Scuole, è guerra ai tagli regionali: «Le dirigenze non vanno ridotte»

Sindaci e presidi si schierano con la Provincia nella riunione sul nuovo dimensionamento scolastico: «Abbiamo i numeri per mantenere le presidenze, toglierne tre sarebbe un’ulteriore penalizzazione»
TERAMO. Presidi e sindaci si schierano al fianco della Provincia contro i tagli alle dirigenze scolastiche nel Teramano. Nel tavolo istituzionale riunito ieri mattina è stata condivisa all’unanimità la posizione espressa dal espressa dal presidente Camillo D’Angelo a difesa dell’autonomia degli istituti.
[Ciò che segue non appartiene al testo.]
// Copyright (c) 2026 100monkeys.ai
// SPDX-License-Identifier: AGPL-3.0

//! # Membership Rules
//!
//! Declarative continuous queries that turn windowed stream content into
//! `memberIn` facts. A rule is a basic graph pattern (`where`) evaluated over
//! the union of the graphs currently in its time window, and a template
//! (`construct`) instantiated once per solution.
//!
//! ```yaml
//! id: lab308-presence
//! window: { range_ms: 10000, step_ms: 5000 }
//! where:
//!   - ["?a", "rdf:type", "ex:LocatedAt"]
//!   - ["?a", "consert:assertionSubject", "?agent"]
//!   - ["?a", "consert:assertionObject", "ex:lab308"]
//! construct:
//!   - ["?agent", "cashmere:memberIn", "$group"]
//! ```
//!
//! Pattern terms: `?name` is a variable, `$group` is the owning domain's group
//! IRI, `"text"` is a string literal, a bare integer is an `xsd:integer`
//! literal, and anything else is a prefixed name or IRI.

use serde::{Deserialize, Serialize};
use std::collections::{HashMap, HashSet, VecDeque};
use std::path::Path;
use std::sync::Arc;
use thiserror::Error;

use crate::domain::rdf::{Graph, Term, Triple};
use crate::domain::vocab::expand_curie;

#[derive(Debug, Error)]
pub enum RuleError {
    #[error("failed to read rule file {path}: {source}")]
    Io {
        path: String,
        #[source]
        source: std::io::Error,
    },

    #[error("invalid rule definition: {0}")]
    Parse(#[from] serde_yaml::Error),

    #[error("rule '{rule}': unknown prefix in '{term}'")]
    UnknownPrefix { rule: String, term: String },

    #[error("rule '{rule}': variable ?{var} in construct is never bound by where")]
    UnboundVariable { rule: String, var: String },

    #[error("rule '{rule}': {reason}")]
    Invalid { rule: String, reason: String },
}

/// Time window over event timestamps
#[derive(Debug, Clone, Copy, PartialEq, Eq, Serialize, Deserialize)]
pub struct WindowSpec {
    #[serde(default = "default_range_ms")]
    pub range_ms: u64,
    /// Report period; 0 reports on every arrival
    #[serde(default = "default_step_ms")]
    pub step_ms: u64,
}

fn default_range_ms() -> u64 {
    10_000
}

fn default_step_ms() -> u64 {
    5_000
}

impl Default for WindowSpec {
    fn default() -> Self {
        Self {
            range_ms: default_range_ms(),
            step_ms: default_step_ms(),
        }
    }
}

/// Rule as written in YAML
#[derive(Debug, Clone, Serialize, Deserialize)]
pub struct MembershipRuleDefinition {
    pub id: String,
    #[serde(default)]
    pub window: WindowSpec,
    #[serde(default)]
    pub prefixes: HashMap<String, String>,
    /// Streams feeding this rule; empty means every stream of the domain
    #[serde(default)]
    pub streams: Vec<String>,
    #[serde(rename = "where")]
    pub where_patterns: Vec<[String; 3]>,
    pub construct: Vec<[String; 3]>,
}

impl MembershipRuleDefinition {
    pub fn from_yaml_str(yaml: &str) -> Result<Self, RuleError> {
        Ok(serde_yaml::from_str(yaml)?)
    }

    pub fn from_yaml_file(path: impl AsRef<Path>) -> Result<Self, RuleError> {
        let path = path.as_ref();
        let content = std::fs::read_to_string(path).map_err(|source| RuleError::Io {
            path: path.display().to_string(),
            source,
        })?;
        Self::from_yaml_str(&content)
    }

    /// Resolve names and check the rule against a domain group
    pub fn compile(&self, group_uri: &str) -> Result<MembershipRule, RuleError> {
        if self.where_patterns.is_empty() {
            return Err(RuleError::Invalid {
                rule: self.id.clone(),
                reason: "where clause is empty".to_string(),
            });
        }
        if self.construct.is_empty() {
            return Err(RuleError::Invalid {
                rule: self.id.clone(),
                reason: "construct clause is empty".to_string(),
            });
        }
        if self.window.range_ms == 0 {
            return Err(RuleError::Invalid {
                rule: self.id.clone(),
                reason: "window.range_ms must be positive".to_string(),
            });
        }

        let compile_patterns = |patterns: &[[String; 3]]| -> Result<Vec<TriplePattern>, RuleError> {
            patterns
                .iter()
                .map(|[s, p, o]| -> Result<TriplePattern, RuleError> {
                    Ok(TriplePattern([
                        self.pattern_term(s, group_uri)?,
                        self.pattern_term(p, group_uri)?,
                        self.pattern_term(o, group_uri)?,
                    ]))
                })
                .collect()
        };
        let where_patterns = compile_patterns(&self.where_patterns)?;
        let construct = compile_patterns(&self.construct)?;

        let bound: HashSet<&str> = where_patterns.iter().flat_map(|p| p.variables()).collect();
        if let Some(var) = construct
            .iter()
            .flat_map(|p| p.variables())
            .find(|v| !bound.contains(v))
        {
            return Err(RuleError::UnboundVariable {
                rule: self.id.clone(),
                var: var.to_string(),
            });
        }

        Ok(MembershipRule {
            id: self.id.clone(),
            window: self.window,
            streams: self.streams.clone(),
            where_patterns,
            construct,
        })
    }

    fn pattern_term(&self, raw: &str, group_uri: &str) -> Result<PatternTerm, RuleError> {
        let raw = raw.trim();
        if let Some(var) = raw.strip_prefix('?') {
            return Ok(PatternTerm::Var(var.to_string()));
        }
        if raw == "$group" {
            return Ok(PatternTerm::Const(Term::iri(group_uri)));
        }
        if let Some(text) = raw.strip_prefix('"').and_then(|r| r.strip_suffix('"')) {
            return Ok(PatternTerm::Const(Term::string(text)));
        }
        if let Ok(n) = raw.parse::<i64>() {
            return Ok(PatternTerm::Const(Term::integer(n)));
        }
        expand_curie(raw, &self.prefixes)
            .map(|iri| PatternTerm::Const(Term::iri(iri)))
            .ok_or_else(|| RuleError::UnknownPrefix {
                rule: self.id.clone(),
                term: raw.to_string(),
            })
    }
}

#[derive(Debug, Clone, PartialEq, Eq)]
pub enum PatternTerm {
    Var(String),
    Const(Term),
}

#[derive(Debug, Clone, PartialEq, Eq)]
pub struct TriplePattern(pub [PatternTerm; 3]);

impl TriplePattern {
    fn variables(&self) -> impl Iterator<Item = &str> {
        self.0.iter().filter_map(|t| match t {
            PatternTerm::Var(v) => Some(v.as_str()),
            PatternTerm::Const(_) => None,
        })
    }
}

type Bindings = HashMap<String, Term>;

fn resolve<'a>(term: &'a PatternTerm, bindings: &'a Bindings) -> Option<&'a Term> {
    match term {
        PatternTerm::Const(t) => Some(t),
        PatternTerm::Var(v) => bindings.get(v),
    }
}

fn bind(term: &PatternTerm, value: &Term, bindings: &mut Bindings) -> bool {
    match term {
        PatternTerm::Const(t) => t == value,
        PatternTerm::Var(v) => match bindings.get(v) {
            Some(existing) => existing == value,
            None => {
                bindings.insert(v.clone(), value.clone());
                true
            }
        },
    }
}

/// Compiled rule ready for evaluation
#[derive(Debug, Clone)]
pub struct MembershipRule {
    pub id: String,
    pub window: WindowSpec,
    pub streams: Vec<String>,
    where_patterns: Vec<TriplePattern>,
    construct: Vec<TriplePattern>,
}

impl MembershipRule {
    /// Whether updates from `stream_uri` feed this rule
    pub fn listens_to(&self, stream_uri: &str) -> bool {
        self.streams.is_empty() || self.streams.iter().any(|s| s == stream_uri)
    }

    pub fn reports_on_arrival(&self) -> bool {
        self.window.step_ms == 0
    }

    /// Evaluate the rule over `graph`, returning the constructed triples
    pub fn evaluate(&self, graph: &Graph) -> Vec<Triple> {
        let mut solutions: Vec<Bindings> = vec![Bindings::new()];
        for pattern in &self.where_patterns {
            let mut next = Vec::new();
            for bindings in &solutions {
                let [s, p, o] = &pattern.0;
                let candidates = graph.matching(
                    resolve(s, bindings),
                    resolve(p, bindings),
                    resolve(o, bindings),
                );
                for triple in candidates {
                    let mut extended = bindings.clone();
                    if bind(s, &triple.subject, &mut extended)
                        && bind(p, &triple.predicate, &mut extended)
                        && bind(o, &triple.object, &mut extended)
                    {
                        next.push(extended);
                    }
                }
            }
            if next.is_empty() {
                return Vec::new();
            }
            solutions = next;
        }

        let mut results = Vec::new();
        for bindings in &solutions {
            for pattern in &self.construct {
                let [s, p, o] = &pattern.0;
                let (Some(s), Some(p), Some(o)) = (
                    resolve(s, bindings),
                    resolve(p, bindings),
                    resolve(o, bindings),
                ) else {
                    continue;
                };
                if s.is_literal() || !p.is_iri() {
                    continue;
                }
                results.push(Triple::new(s.clone(), p.clone(), o.clone()));
            }
        }
        results
    }
}

/// Time-based sliding window keyed on event timestamps.
///
/// The window holds events newer than `watermark - range`, where the
/// watermark is the largest timestamp seen. Events already older than that
/// on arrival are discarded.
#[derive(Debug)]
pub struct SlidingWindow {
    range_ms: i64,
    watermark: Option<i64>,
    events: VecDeque<(i64, Arc<Graph>)>,
}

impl SlidingWindow {
    pub fn new(range_ms: u64) -> Self {
        Self {
            range_ms: i64::try_from(range_ms).unwrap_or(i64::MAX),
            watermark: None,
            events: VecDeque::new(),
        }
    }

    /// Add an event; returns `false` if it fell outside the window
    pub fn push(&mut self, timestamp_ms: i64, graph: Arc<Graph>) -> bool {
        let watermark = self.watermark.map_or(timestamp_ms, |w| w.max(timestamp_ms));
        self.watermark = Some(watermark);
        let lower = watermark.saturating_sub(self.range_ms);
        self.events.retain(|(ts, _)| *ts > lower);
        if timestamp_ms <= lower {
            return false;
        }
        self.events.push_back((timestamp_ms, graph));
        true
    }

    pub fn len(&self) -> usize {
        self.events.len()
    }

    pub fn is_empty(&self) -> bool {
        self.events.is_empty()
    }

    /// Union of the graphs currently in the window
    pub fn contents(&self) -> Graph {
        let mut graph = Graph::new();
        for (_, g) in &self.events {
            graph.merge(g);
        }
        graph
    }
}

#[cfg(test)]
mod tests {
    use super::*;
    use crate::domain::vocab::{cashmere, consert, ex, rdf};

    const GROUP: &str = "http://example.org/domains/lab308/group";

    const RULE: &str = r#"
id: lab308-presence
window: { range_ms: 10000, step_ms: 0 }
where:
  - ["?a", "rdf:type", "ex:LocatedAt"]
  - ["?a", "consert:assertionSubject", "?agent"]
  - ["?a", "consert:assertionObject", "ex:lab308"]
construct:
  - ["?agent", "cashmere:memberIn", "$group"]
"#;

    fn located_at(assertion: &str, agent: &str, place: &str) -> Graph {
        let a = Term::blank(assertion);
        let mut graph = Graph::new();
        graph.add(a.clone(), rdf::TYPE, ex::LOCATED_AT);
        graph.add(a.clone(), consert::ASSERTION_SUBJECT, Term::iri(agent));
        graph.add(a, consert::ASSERTION_OBJECT, Term::iri(place));
        graph
    }

    fn compiled() -> MembershipRule {
        MembershipRuleDefinition::from_yaml_str(RULE)
            .unwrap()
            .compile(GROUP)
            .unwrap()
    }

    #[test]
    fn test_evaluate_constructs_membership() {
        let rule = compiled();
        let graph = located_at("a1", "http://example.org/alexAgent", "http://example.org/lab308");

        let results = rule.evaluate(&graph);
        assert_eq!(
            results,
            vec![Triple::new(
                Term::iri("http://example.org/alexAgent"),
                cashmere::MEMBER_IN,
                Term::iri(GROUP)
            )]
        );
        assert!(rule.reports_on_arrival());
    }

    #[test]
    fn test_evaluate_requires_join() {
        let rule = compiled();
        let mut graph = located_at("a1", "http://example.org/alexAgent", "http://example.org/lab210");
        // Subject of a different assertion must not join with a1
        graph.add(
            Term::blank("a2"),
            consert::ASSERTION_OBJECT,
            Term::iri("http://example.org/lab308"),
        );

        assert!(rule.evaluate(&graph).is_empty());
    }

    #[test]
    fn test_unbound_construct_variable_rejected() {
        let yaml = r#"
id: broken
where:
  - ["?a", "rdf:type", "ex:LocatedAt"]
construct:
  - ["?agent", "cashmere:memberIn", "$group"]
"#;
        let def = MembershipRuleDefinition::from_yaml_str(yaml).unwrap();
        assert!(matches!(
            def.compile(GROUP),
            Err(RuleError::UnboundVariable { var, .. }) if var == "agent"
        ));
    }

    #[test]
    fn test_unknown_prefix_rejected() {
        let yaml = r#"
id: broken
where:
  - ["?a", "foo:bar", "?b"]
construct:
  - ["?a", "cashmere:memberIn", "$group"]
"#;
        let def = MembershipRuleDefinition::from_yaml_str(yaml).unwrap();
        assert!(matches!(def.compile(GROUP), Err(RuleError::UnknownPrefix { .. })));
    }

    #[test]
    fn test_listens_to_all_streams_by_default() {
        let rule = compiled();
        assert!(rule.listens_to("http://example.org/streams/anything"));
    }

    #[test]
    fn test_window_evicts_by_watermark() {
        let mut window = SlidingWindow::new(1000);
        let g = Arc::new(located_at("a1", "http://example.org/x", "http://example.org/lab308"));

        assert!(window.push(100, g.clone()));
        assert!(window.push(900, g.clone()));
        assert!(window.push(1500, g.clone()));
        // 100 is now older than 1500 - 1000
        assert_eq!(window.len(), 2);
        assert!(!window.push(400, g));
        assert_eq!(window.len(), 2);
    }

    #[test]
    fn test_window_contents_union() {
        let mut window = SlidingWindow::new(10_000);
        window.push(1, Arc::new(located_at("a1", "http://example.org/x", "http://example.org/lab308")));
        window.push(2, Arc::new(located_at("a2", "http://example.org/y", "http://example.org/lab308")));
        assert_eq!(window.contents().len(), 6);
    }
}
Per l’anno scolastico 2024-2025, secondo i piani della Regione, la provincia dovrebbe perdere tre dirigenze, ma amministratori locali e presidi sono tutt’altro che rassegnati ad accettare la decurtazione. La scelta a livello regionale andrà fatta entro novembre e per questo il tavolo, al quale era presente anche il consigliere delegato all’edilizia scolastica Luca Lattanzi, ha deciso di avallare la posizione di ferma contrarietà al ridimensionamento che vedrebbe Teramo posta, per numero di tagli, allo stesso livello delle altre province.
«Non è una questione di campanile, ma di numeri», ribadisce D’Angelo che snocciola cifre in base alle quali la soppressione indiscriminata delle presidenze si tradurrebbe in un’ulteriore penalizzazione del territorio teramano che, rispetto agli altri, negli anni ha già perso uffici e funzioni. Nel confronto con le altre province, stando ai dati presentati da D’Angelo, Teramo fa registrare una netta controtendenza, con l’incremento del totale degli alunni iscritti al prossimo anno scolastico: il saldo è di 194 studenti in più rispetto allo stesso periodo dello scorso anno. Sulla base delle previsioni normative, inoltre, il territorio teramano rientrerebbe in pieno nei parametri regionali che fissano il rapporto tra alunni e dirigenze, istituendo una presidenza ogni 900/1.000 iscritti. Conti alla mano, dunque, i 37.881 studenti giustificano con ampio margine il mantenimento dei 41 preside in provincia rispetto alla soglia minima indicata. «Ragion per cui non troverebbe alcun fondamento», insiste D’Angelo, «l’eventuale scelta della giunta regionale di sacrificare nuovamente Teramo e le sue scuole». Nel corso della riunione, inoltre, è stata ribadita l’importanza di tutelare l’istituto d’arte di Castelli che sarebbe il primo a perdere la propria autonomia dirigenziale nel taglio da ratificare entro i prossimi tre mesi. «Si tratta di un’eccellenza formativa di cui dobbiamo andare fieri», evidenzia D’Angelo, «e per la quale siamo a disposizione, in sinergia con gli enti coinvolti, affinché venga riconosciuta scuola rara». Il presidente, che si dice soddisfatto dalla compattezza del tavolo, come stabilito dalla procedura terrà altre due riunioni con presidi e sindaci, poi firmerà la delibera che esclude i tagli. «La Regione a quel punto potrebbe farli con un atto autonomo», conclude, «ma se ne assumerà la responsabilità come scelta politica».